RECORDS SUPPLIED
Segment Open

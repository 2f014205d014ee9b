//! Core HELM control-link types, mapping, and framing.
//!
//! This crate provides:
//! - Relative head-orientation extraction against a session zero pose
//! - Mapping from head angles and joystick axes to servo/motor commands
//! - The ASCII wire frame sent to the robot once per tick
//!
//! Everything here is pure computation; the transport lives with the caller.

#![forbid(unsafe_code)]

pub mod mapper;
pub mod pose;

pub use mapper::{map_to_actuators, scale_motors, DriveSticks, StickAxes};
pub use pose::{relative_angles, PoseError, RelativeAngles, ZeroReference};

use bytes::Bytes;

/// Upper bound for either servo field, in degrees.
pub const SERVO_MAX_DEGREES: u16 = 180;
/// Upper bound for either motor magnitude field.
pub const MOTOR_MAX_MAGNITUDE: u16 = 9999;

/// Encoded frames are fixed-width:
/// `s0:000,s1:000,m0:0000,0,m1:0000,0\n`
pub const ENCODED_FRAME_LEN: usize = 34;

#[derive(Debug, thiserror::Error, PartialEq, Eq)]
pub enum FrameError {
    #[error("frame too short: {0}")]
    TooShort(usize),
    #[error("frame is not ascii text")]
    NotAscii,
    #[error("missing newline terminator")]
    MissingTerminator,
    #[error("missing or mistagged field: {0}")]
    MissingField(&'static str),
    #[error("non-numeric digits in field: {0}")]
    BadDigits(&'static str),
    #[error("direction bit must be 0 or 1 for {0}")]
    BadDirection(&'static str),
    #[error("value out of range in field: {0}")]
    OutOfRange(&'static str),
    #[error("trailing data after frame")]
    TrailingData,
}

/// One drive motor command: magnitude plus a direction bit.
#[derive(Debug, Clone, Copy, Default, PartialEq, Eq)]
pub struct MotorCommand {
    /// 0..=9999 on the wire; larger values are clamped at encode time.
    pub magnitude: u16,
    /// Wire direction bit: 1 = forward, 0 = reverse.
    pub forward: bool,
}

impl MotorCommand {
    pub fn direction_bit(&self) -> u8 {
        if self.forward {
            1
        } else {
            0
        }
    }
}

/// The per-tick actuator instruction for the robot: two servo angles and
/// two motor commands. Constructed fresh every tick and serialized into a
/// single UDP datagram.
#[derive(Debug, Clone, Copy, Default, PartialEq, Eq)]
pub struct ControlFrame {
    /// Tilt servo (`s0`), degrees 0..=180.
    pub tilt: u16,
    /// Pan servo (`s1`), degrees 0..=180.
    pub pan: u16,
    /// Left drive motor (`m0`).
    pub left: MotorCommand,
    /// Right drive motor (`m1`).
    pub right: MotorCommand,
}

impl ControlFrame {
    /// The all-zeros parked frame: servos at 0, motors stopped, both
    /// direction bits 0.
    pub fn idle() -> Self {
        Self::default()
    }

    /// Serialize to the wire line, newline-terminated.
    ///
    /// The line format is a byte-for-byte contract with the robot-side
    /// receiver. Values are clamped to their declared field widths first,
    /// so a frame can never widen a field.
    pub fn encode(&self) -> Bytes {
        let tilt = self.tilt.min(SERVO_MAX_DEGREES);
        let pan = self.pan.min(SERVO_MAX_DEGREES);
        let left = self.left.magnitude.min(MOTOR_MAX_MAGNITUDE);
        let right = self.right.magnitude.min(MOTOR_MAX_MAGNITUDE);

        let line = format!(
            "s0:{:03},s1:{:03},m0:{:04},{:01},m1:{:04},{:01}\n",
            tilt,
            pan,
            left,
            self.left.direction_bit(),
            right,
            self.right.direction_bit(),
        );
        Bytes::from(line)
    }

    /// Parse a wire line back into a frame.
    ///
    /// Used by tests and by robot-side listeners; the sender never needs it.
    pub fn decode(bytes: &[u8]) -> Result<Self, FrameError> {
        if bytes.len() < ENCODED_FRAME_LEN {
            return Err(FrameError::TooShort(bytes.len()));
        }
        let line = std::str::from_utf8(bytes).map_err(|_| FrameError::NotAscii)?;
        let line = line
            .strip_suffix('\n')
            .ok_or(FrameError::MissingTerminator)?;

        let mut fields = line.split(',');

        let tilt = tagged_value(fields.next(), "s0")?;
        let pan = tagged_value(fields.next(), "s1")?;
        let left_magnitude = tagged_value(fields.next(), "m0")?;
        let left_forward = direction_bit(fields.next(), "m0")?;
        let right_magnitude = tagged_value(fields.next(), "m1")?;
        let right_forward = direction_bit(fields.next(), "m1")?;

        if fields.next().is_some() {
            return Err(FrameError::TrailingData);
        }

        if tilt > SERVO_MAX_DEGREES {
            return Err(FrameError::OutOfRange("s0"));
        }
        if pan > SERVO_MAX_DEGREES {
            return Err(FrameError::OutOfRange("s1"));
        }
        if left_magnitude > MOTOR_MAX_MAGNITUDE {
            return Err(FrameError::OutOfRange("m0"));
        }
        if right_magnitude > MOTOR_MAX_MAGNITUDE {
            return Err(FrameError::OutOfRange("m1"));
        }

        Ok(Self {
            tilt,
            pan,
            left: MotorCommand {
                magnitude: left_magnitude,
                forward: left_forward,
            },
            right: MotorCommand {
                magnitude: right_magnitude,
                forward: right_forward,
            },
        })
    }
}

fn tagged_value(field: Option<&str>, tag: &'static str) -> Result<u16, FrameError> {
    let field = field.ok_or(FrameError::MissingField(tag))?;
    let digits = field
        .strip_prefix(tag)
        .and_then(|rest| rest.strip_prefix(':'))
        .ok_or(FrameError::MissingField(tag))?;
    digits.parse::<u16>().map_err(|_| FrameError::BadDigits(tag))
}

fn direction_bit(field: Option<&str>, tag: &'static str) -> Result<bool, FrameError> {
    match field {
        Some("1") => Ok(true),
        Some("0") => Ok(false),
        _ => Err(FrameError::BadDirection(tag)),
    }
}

Segment Closed

AIM OF THE TASK
Check each line of the data above for the word "usize" and copy the ones where it is found.

ANSWER AREA
pub const ENCODED_FRAME_LEN: usize = 34;
    TooShort(usize),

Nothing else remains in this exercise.